Norwegian Prime Minister Erna Solberg has received her first dose of a vaccine against COVID-19, her office said on Monday.

Four other cabinet ministers were also vaccinated, all receiving the vaccine produced by Moderna, the office said in a statement.

“I hope everyone who is offered a vaccine will accept it. Vaccination will eventually allow us to reclaim the everyday life we all long for,” said Solberg, who is 60 years old.

The prime minister is due to attend a NATO summit in June, and the military alliance has recommended that all participants should vaccinate ahead of time, her office said.

Norway’s ministers of foreign affairs, industry, defence and international development were all vaccinated on Monday.
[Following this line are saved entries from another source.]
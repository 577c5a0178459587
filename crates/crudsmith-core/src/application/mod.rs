//! Application layer for crudsmith.
//!
//! This layer contains:
//! - **Services**: Use case orchestration (GenerationService and its stages)
//! - **Ports**: Interface definitions (traits) for external dependencies
//! - **Events**: Pipeline progress reported to observers
//! - **Errors**: Application-specific error types
//!
//! The application layer coordinates the domain layer but contains no
//! generation rules itself. Naming, paths and validation live in `crate::domain`.

pub mod error;
pub mod events;
pub mod payload;
pub mod ports;
pub mod services;

// Re-export main services
pub use services::{
    ArtifactWriter, AssembledProject, GenerationOutcome, GenerationService, PackageReceipt,
    Packager, ProjectAssembler, StagingSettings, TemplateEngine, WriteReport,
};

// Re-export port traits (for adapter implementation)
pub use ports::{ArchiveSummary, Archiver, Filesystem, PipelineObserver, TemplateRenderer};

pub use error::ApplicationError;
pub use events::{NoopObserver, PipelineEvent, PipelineStep};
pub use payload::GenerationPayload;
In addition, a further five people from Solberg’s staff, including security personnel, received the shot.

Norway said on Friday it will extend the time between first and second doses of COVID-19 vaccines to 12 from six weeks for most adults under the age of 65 in order to reach its first vaccination target sooner than planned.

The decision could allow all adults in Norway to receive a first jab by July 25 the Institute of Public Health (FHI) and health ministry said in a statement.
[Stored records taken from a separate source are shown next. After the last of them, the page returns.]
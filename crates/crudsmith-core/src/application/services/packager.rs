//! Packager - compresses a staging tree, streams it out, cleans up.
//!
//! Cleanup is owned by a drop guard so the staging tree and the transient
//! archive are removed on success, on every error path and during unwinding.

use std::io::{self, Write};

use tracing::{info, instrument, warn};

use crate::{
    application::{
        ApplicationError,
        events::{PipelineEvent, PipelineStep, observe_step},
        ports::{ArchiveSummary, Archiver, Filesystem, PipelineObserver},
    },
    domain::StagingDirectory,
    error::CrudsmithResult,
};

/// What the caller received.
#[derive(Debug, Clone, PartialEq, Eq)]
pub struct PackageReceipt {
    /// Always `<projectName>.zip`, whatever the staging token.
    pub file_name: String,
    pub bytes: u64,
    pub entries: usize,
}

impl PackageReceipt {
    /// `Content-Disposition` value a request/response transport sends.
    pub fn content_disposition(&self) -> String {
        format!("attachment; filename=\"{}\"", self.file_name)
    }
}

pub struct Packager<'a> {
    archiver: &'a dyn Archiver,
    filesystem: &'a dyn Filesystem,
    observer: &'a dyn PipelineObserver,
}

impl<'a> Packager<'a> {
    pub fn new(
        archiver: &'a dyn Archiver,
        filesystem: &'a dyn Filesystem,
        observer: &'a dyn PipelineObserver,
    ) -> Self {
        Self {
            archiver,
            filesystem,
            observer,
        }
    }

    /// Archive `staging`, stream the archive into `sink`, then remove both.
    ///
    /// Takes ownership of the staging directory: after this call it no
    /// longer exists, whatever the outcome.
    #[instrument(skip_all, fields(project = %staging.project_name()))]
    pub fn package(
        &self,
        staging: StagingDirectory,
        sink: &mut dyn Write,
    ) -> CrudsmithResult<PackageReceipt> {
        let _cleanup = CleanupGuard {
            staging: &staging,
            filesystem: self.filesystem,
            observer: self.observer,
        };

        let summary: ArchiveSummary = observe_step(self.observer, PipelineStep::Archive, || {
            self.archiver
                .archive(staging.root(), staging.archive_path())
        })?;

        let bytes = observe_step(self.observer, PipelineStep::Deliver, || {
            self.deliver(&staging, sink)
        })?;

        let receipt = PackageReceipt {
            file_name: staging.download_name(),
            bytes,
            entries: summary.entries,
        };
        info!(file = %receipt.file_name, bytes, entries = summary.entries, "Archive delivered");
        Ok(receipt)
    }

    fn deliver(&self, staging: &StagingDirectory, sink: &mut dyn Write) -> CrudsmithResult<u64> {
        let mut reader = self.filesystem.open_read(staging.archive_path())?;
        let delivery_failed = |e: io::Error| ApplicationError::DeliveryFailed {
            reason: e.to_string(),
        };
        let bytes = io::copy(&mut reader, sink).map_err(delivery_failed)?;
        sink.flush().map_err(delivery_failed)?;
        Ok(bytes)
    }
}

/// Removes the transient archive and the staging tree when dropped.
struct CleanupGuard<'a> {
    staging: &'a StagingDirectory,
    filesystem: &'a dyn Filesystem,
    observer: &'a dyn PipelineObserver,
}

impl CleanupGuard<'_> {
    fn remove_all(&self) -> Result<(), ApplicationError> {
        let archive = self.staging.archive_path();
        let root = self.staging.root();
        let mut failures = Vec::new();

        if self.filesystem.exists(archive)
            && let Err(e) = self.filesystem.remove_file(archive)
        {
            failures.push((archive, e));
        }
        if self.filesystem.exists(root)
            && let Err(e) = self.filesystem.remove_dir_all(root)
        {
            failures.push((root, e));
        }

        match failures.into_iter().next() {
            None => Ok(()),
            Some((path, e)) => Err(ApplicationError::CleanupFailed {
                path: path.to_path_buf(),
                reason: e.to_string(),
            }),
        }
    }
}

impl Drop for CleanupGuard<'_> {
    fn drop(&mut self) {
        self.observer
            .on_event(&PipelineEvent::StepStarted(PipelineStep::Cleanup));
        match self.remove_all() {
            Ok(()) => self
                .observer
                .on_event(&PipelineEvent::StepSucceeded(PipelineStep::Cleanup)),
            Err(e) => {
                warn!(error = %e, "Cleanup failed");
                self.observer
                    .on_event(&PipelineEvent::failed(PipelineStep::Cleanup, e));
            }
        }
    }
}

#[cfg(test)]
mod tests {
    use std::io::Cursor;
    use std::path::{Path, PathBuf};
    use std::sync::{Arc, Mutex};

    use super::*;
    use crate::application::ports::{MockArchiver, MockFilesystem, MockPipelineObserver};
    use crate::application::NoopObserver;
    use crate::domain::StagingStrategy;
    use crate::error::CrudsmithError;

    fn staging() -> StagingDirectory {
        StagingDirectory::allocate("/staging", "shop", StagingStrategy::Shared)
    }

    fn archiver_ok() -> MockArchiver {
        let mut archiver = MockArchiver::new();
        archiver.expect_archive().returning(|_, _| {
            Ok(ArchiveSummary {
                entries: 4,
                bytes: 5,
            })
        });
        archiver
    }

    /// Filesystem whose archive reads as `b"PK..."` and records removals.
    fn filesystem(removed: Arc<Mutex<Vec<PathBuf>>>) -> MockFilesystem {
        let mut fs = MockFilesystem::new();
        fs.expect_open_read()
            .returning(|_| Ok(Box::new(Cursor::new(b"PK\x03\x04x".to_vec()))));
        fs.expect_exists().return_const(true);
        let files = Arc::clone(&removed);
        fs.expect_remove_file().returning(move |p| {
            files.lock().unwrap().push(p.to_path_buf());
            Ok(())
        });
        fs.expect_remove_dir_all().returning(move |p| {
            removed.lock().unwrap().push(p.to_path_buf());
            Ok(())
        });
        fs
    }

    struct BrokenSink;

    impl Write for BrokenSink {
        fn write(&mut self, _buf: &[u8]) -> io::Result<usize> {
            Err(io::Error::new(io::ErrorKind::BrokenPipe, "client went away"))
        }
        fn flush(&mut self) -> io::Result<()> {
            Ok(())
        }
    }

    #[test]
    fn delivers_bytes_and_names_download_after_project() {
        let removed = Arc::new(Mutex::new(Vec::new()));
        let fs = filesystem(Arc::clone(&removed));
        let archiver = archiver_ok();
        let mut out = Vec::new();

        let receipt = Packager::new(&archiver, &fs, &NoopObserver)
            .package(staging(), &mut out)
            .unwrap();

        assert_eq!(out, b"PK\x03\x04x");
        assert_eq!(receipt.file_name, "shop.zip");
        assert_eq!(receipt.bytes, 5);
        assert_eq!(receipt.content_disposition(), "attachment; filename=\"shop.zip\"");
        assert_eq!(
            *removed.lock().unwrap(),
            vec![PathBuf::from("/staging/shop.zip"), PathBuf::from("/staging/shop")]
        );
    }

    #[test]
    fn archive_failure_still_cleans_up() {
        let removed = Arc::new(Mutex::new(Vec::new()));
        let mut fs = MockFilesystem::new();
        fs.expect_open_read().never();
        fs.expect_exists().returning(|p| p == Path::new("/staging/shop"));
        let dirs = Arc::clone(&removed);
        fs.expect_remove_dir_all().returning(move |p| {
            dirs.lock().unwrap().push(p.to_path_buf());
            Ok(())
        });
        fs.expect_remove_file().never();

        let mut archiver = MockArchiver::new();
        archiver.expect_archive().returning(|_, dest| {
            Err(ApplicationError::ArchiveFailed {
                path: dest.to_path_buf(),
                reason: "disk full".into(),
            }
            .into())
        });

        let result = Packager::new(&archiver, &fs, &NoopObserver).package(staging(), &mut Vec::new());

        assert!(matches!(
            result,
            Err(CrudsmithError::Application(ApplicationError::ArchiveFailed { .. }))
        ));
        assert_eq!(*removed.lock().unwrap(), vec![PathBuf::from("/staging/shop")]);
    }

    #[test]
    fn sink_failure_is_delivery_failure_and_cleans_up() {
        let removed = Arc::new(Mutex::new(Vec::new()));
        let fs = filesystem(Arc::clone(&removed));
        let archiver = archiver_ok();

        let result = Packager::new(&archiver, &fs, &NoopObserver).package(staging(), &mut BrokenSink);

        assert!(matches!(
            result,
            Err(CrudsmithError::Application(ApplicationError::DeliveryFailed { .. }))
        ));
        assert_eq!(removed.lock().unwrap().len(), 2);
    }

    #[test]
    fn cleanup_failure_never_changes_outcome() {
        let mut fs = MockFilesystem::new();
        fs.expect_open_read()
            .returning(|_| Ok(Box::new(Cursor::new(b"zip".to_vec()))));
        fs.expect_exists().return_const(true);
        fs.expect_remove_file()
            .returning(|p| Err(ApplicationError::filesystem(p, "locked").into()));
        fs.expect_remove_dir_all().returning(|_| Ok(()));

        let events = Arc::new(Mutex::new(Vec::new()));
        let sink = Arc::clone(&events);
        let mut observer = MockPipelineObserver::new();
        observer
            .expect_on_event()
            .returning(move |e| sink.lock().unwrap().push(e.clone()));

        let archiver = archiver_ok();
        let receipt = Packager::new(&archiver, &fs, &observer).package(staging(), &mut Vec::new());

        assert!(receipt.is_ok());
        let events = events.lock().unwrap();
        assert!(matches!(
            events.last(),
            Some(PipelineEvent::StepFailed {
                step: PipelineStep::Cleanup,
                ..
            })
        ));
    }
}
The extension relates to both the Pfizer-BioNTech and Moderna vaccines, which are the only ones currently used in Norway.

Norway’s FHI had previously estimated that all adults would be offered their first dose by Aug 29.

“Increasing the interval will allow many more to be vaccinated earlier. This will prevent serious illness and death, and reduce the overall level of infection in society,” Health Minister Bent Hoeie said.

Studies have shown that the difference in effect from extending the interval at which the two doses are given is minimal, the ministry added.

If Norway decides to also use COVID-19 vaccines made by AstraZeneca and Johnson & Johnson, this could speed up the process further.

Norwegian authorities last month suspended the rollout of the AstraZeneca vaccine after a small number of younger, inoculated people were hospitalised for a combination of blood clots, bleeding and a low count of platelets.

Some later died.

A decision on whether to use Johnson & Johnson’s vaccine is on hold over similar concerns and a government-appointed commission is due to advise on the potential use of both vaccines by May 10.